An Account of Several Remarkable Individuals, Who Were Martyred in Different Parts of Italy, on Account of Their Religion
John Mollius was born at Rome, of reputable parents. At twelve years of age they placed him in the monastery of Gray Friars, where he made such a rapid progress in arts, sciences, and languages that at eighteen years of age he was permitted to take priest’s orders.
He was then sent to Ferrara, where, after pursuing his studies six years longer, he was made theological reader in the university of that city. He now, unhappily, exerted his great talents to disguise the Gospel truths, and to varnish over the error of the Church of Rome. After some years residence in Ferrara, he removed to the university of Behonia, where he became a professor. Having read some treatises written by ministers of the reformed religion, he grew fully sensible of the errors of popery, and soon became a zealous Protestant in his heart.

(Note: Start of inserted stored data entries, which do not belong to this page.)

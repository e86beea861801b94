//! Structured logging for the plotting utilities.
//!
//! Provides context-rich logging with component tags, an optional subject
//! (parameter or file name), timestamps and severity levels. Supports both
//! console output and appending to a log file.
//!
//! Logging before `init_logger` is a silent no-op, so library callers that
//! never initialize it see no output.

use chrono::Utc;
use std::fmt;
use std::fs::OpenOptions;
use std::io::Write;
use std::path::Path;
use std::sync::Mutex;

// ---------------------------------------------------------------------------
// Log Levels
// ---------------------------------------------------------------------------

#[derive(Debug, Clone, Copy, PartialEq, Eq, PartialOrd, Ord)]
pub enum LogLevel {
    Debug,
    Info,
    Warning,
    Error,
}

impl fmt::Display for LogLevel {
    fn fmt(&self, f: &mut fmt::Formatter<'_>) -> fmt::Result {
        match self {
            LogLevel::Debug => write!(f, "DEBUG"),
            LogLevel::Info => write!(f, "INFO"),
            LogLevel::Warning => write!(f, "WARN"),
            LogLevel::Error => write!(f, "ERROR"),
        }
    }
}

// ---------------------------------------------------------------------------
// Components
// ---------------------------------------------------------------------------

#[derive(Debug, Clone, Copy, PartialEq, Eq)]
pub enum Component {
    Fdc,
    Boxplot,
    Hydrograph,
    Ingest,
    Config,
    System,
}

impl fmt::Display for Component {
    fn fmt(&self, f: &mut fmt::Formatter<'_>) -> fmt::Result {
        match self {
            Component::Fdc => write!(f, "FDC"),
            Component::Boxplot => write!(f, "BOX"),
            Component::Hydrograph => write!(f, "HYD"),
            Component::Ingest => write!(f, "IO"),
            Component::Config => write!(f, "CFG"),
            Component::System => write!(f, "SYS"),
        }
    }
}

// ---------------------------------------------------------------------------
// Logger Configuration
// ---------------------------------------------------------------------------

/// Global logger instance
static LOGGER: Mutex<Option<Logger>> = Mutex::new(None);

pub struct Logger {
    /// Minimum log level to display
    min_level: LogLevel,
    /// Optional file path for logging
    log_file: Option<String>,
    /// Whether to include timestamps in console output
    console_timestamps: bool,
}

impl Logger {
    /// Initialize the global logger
    pub fn init(min_level: LogLevel, log_file: Option<String>, console_timestamps: bool) {
        let logger = Logger {
            min_level,
            log_file,
            console_timestamps,
        };

        if let Ok(mut slot) = LOGGER.lock() {
            *slot = Some(logger);
        }
    }

    fn log(&self, level: LogLevel, component: Component, subject: Option<&str>, message: &str) {
        if level < self.min_level {
            return;
        }

        let log_entry = format_entry(level, component, subject, message);
        let subject_part = subject.map(|s| format!(" [{}]", s)).unwrap_or_default();

        // Console output
        if self.console_timestamps {
            match level {
                LogLevel::Error | LogLevel::Warning => eprintln!("{}", log_entry),
                LogLevel::Info | LogLevel::Debug => println!("{}", log_entry),
            }
        } else {
            match level {
                LogLevel::Error => eprintln!("   ✗ {}{}: {}", component, subject_part, message),
                LogLevel::Warning => eprintln!("   ⚠ {}{}: {}", component, subject_part, message),
                LogLevel::Info => println!("   {}", message),
                LogLevel::Debug => println!("   [DEBUG] {}", message),
            }
        }

        // File output
        if let Some(ref path) = self.log_file {
            if let Err(e) = Self::append_to_file(path, &log_entry) {
                eprintln!("Failed to write to log file {}: {}", path, e);
            }
        }
    }

    fn append_to_file(path: &str, entry: &str) -> std::io::Result<()> {
        let mut file = OpenOptions::new().create(true).append(true).open(path)?;
        writeln!(file, "{}", entry)?;
        Ok(())
    }
}

/// Single-line entry used for files and timestamped console output.
fn format_entry(level: LogLevel, component: Component, subject: Option<&str>, message: &str) -> String {
    let timestamp = Utc::now().format("%Y-%m-%d %H:%M:%S UTC");
    let subject_part = subject.map(|s| format!(" [{}]", s)).unwrap_or_default();
    format!("{} {} {}{}: {}", timestamp, level, component, subject_part, message)
}

// ---------------------------------------------------------------------------
// Public Logging Functions
// ---------------------------------------------------------------------------

/// Initialize the global logger
pub fn init_logger(min_level: LogLevel, log_file: Option<&str>, console_timestamps: bool) {
    Logger::init(min_level, log_file.map(String::from), console_timestamps);
}

fn dispatch(level: LogLevel, component: Component, subject: Option<&str>, message: &str) {
    if let Ok(guard) = LOGGER.lock() {
        if let Some(logger) = guard.as_ref() {
            logger.log(level, component, subject, message);
        }
    }
}

/// Log a general informational message
pub fn info(component: Component, subject: Option<&str>, message: &str) {
    dispatch(LogLevel::Info, component, subject, message);
}

/// Log a warning message
pub fn warn(component: Component, subject: Option<&str>, message: &str) {
    dispatch(LogLevel::Warning, component, subject, message);
}

/// Log an error message
pub fn error(component: Component, subject: Option<&str>, message: &str) {
    dispatch(LogLevel::Error, component, subject, message);
}

/// Log a debug message
pub fn debug(component: Component, subject: Option<&str>, message: &str) {
    dispatch(LogLevel::Debug, component, subject, message);
}

// ---------------------------------------------------------------------------
// Render Logging Helpers
// ---------------------------------------------------------------------------

/// Log that a chart file was written.
pub fn log_artifact_written(component: Component, path: &Path) {
    info(component, None, &format!("Wrote {}", path.display()));
}

/// Log a render failure for one chart of a batch.
pub fn log_render_failure(component: Component, subject: &str, err: &dyn std::error::Error) {
    error(component, Some(subject), &format!("render failed: {}", err));
}

/// Log a summary of a batch of renders (one chart per parameter).
pub fn log_render_summary(component: Component, total: usize, successful: usize, failed: usize) {
    let message = format!(
        "Render complete: {}/{} successful, {} failed",
        successful, total, failed
    );

    if failed == 0 {
        info(component, None, &message);
    } else if successful == 0 {
        error(component, None, &message);
    } else {
        warn(component, None, &message);
    }
}

#[cfg(test)]
mod tests {
    use super::*;

    #[test]
    fn test_log_level_ordering() {
        assert!(LogLevel::Debug < LogLevel::Info);
        assert!(LogLevel::Info < LogLevel::Warning);
        assert!(LogLevel::Warning < LogLevel::Error);
    }

    #[test]
    fn test_component_tags() {
        assert_eq!(Component::Fdc.to_string(), "FDC");
        assert_eq!(Component::Boxplot.to_string(), "BOX");
        assert_eq!(Component::Hydrograph.to_string(), "HYD");
    }

    #[test]
    fn test_entry_format_includes_subject() {
        let entry = format_entry(LogLevel::Warning, Component::Boxplot, Some("T-N"), "annual grouping");
        assert!(entry.ends_with("WARN BOX [T-N]: annual grouping"), "got {}", entry);
        assert!(entry.contains(" UTC "));
    }

    #[test]
    fn test_entry_format_without_subject() {
        let entry = format_entry(LogLevel::Info, Component::Fdc, None, "Wrote FDC.png");
        assert!(entry.ends_with("INFO FDC: Wrote FDC.png"), "got {}", entry);
    }

    #[test]
    fn test_append_to_file_accumulates_lines() {
        let dir = tempfile::tempdir().unwrap();
        let path = dir.path().join("hydroplot.log");
        let path_str = path.to_str().unwrap();

        Logger::append_to_file(path_str, "first").unwrap();
        Logger::append_to_file(path_str, "second").unwrap();

        let contents = std::fs::read_to_string(&path).unwrap();
        assert_eq!(contents, "first\nsecond\n");
    }
}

He now determined to expound, accordingly to the purity of the Gospel, St. Paul’s Epistle to the Romans, in a regular course of sermons. The concourse of people that continually attended his preaching was surprising, but when the priests found the tenor of his doctrines, they despatched an account of the affair to Rome; when the pope sent a monk, named Cornelius, to Bononia, to expound the same epistle, according to the tenets of the Church of Rome. The people, however, found such a disparity between the two preachers that the audience of Mollius increased, and Cornelius was forced to preach to empty benches.
Cornelius wrote an account of his bad success to the pope, who immediately sent an order to apprehend Mollius, who was seized upon accordingly, and kept in close confinement. The bishop of Bononia sent him word that he must recant, or be burnt; but he appealed to Rome, and was removed thither.
At Rome he begged to have a public trial, but that the pope absolutely denied him, and commanded him to give an account of his opinions, in writing, which he did under the following heads:
Original sin. Free-will. The infallibility of the church of Rome. The infallibility of the pope. Justification by faith. Purgatory. Transubstantiation. Mass. Auricular confession. Prayers for the dead. The host. Prayers for saints. Going on pilgrimages. Extreme unction. Performing services in an unknown tongue, etc., etc.
All these he confirmed from Scripture authority. The pope, upon this occasion, for political reasons, spared him for the present, but soon after had him apprehended, and put to death, he being first hanged, and his body burnt to ashes, A.D. 1553.
The year after, Francis Gamba, a Lombard, of the Protestant persuasion, was apprehended, and condemned to death by the senate of Milan. At the place of execution, a monk presented a cross to him, to whom he said, “My mind is so full of the real merits and goodness of Christ that I want not a piece of senseless stick to put me in mind of Him.” For this expression his tongue was bored through, and he was afterward burnt.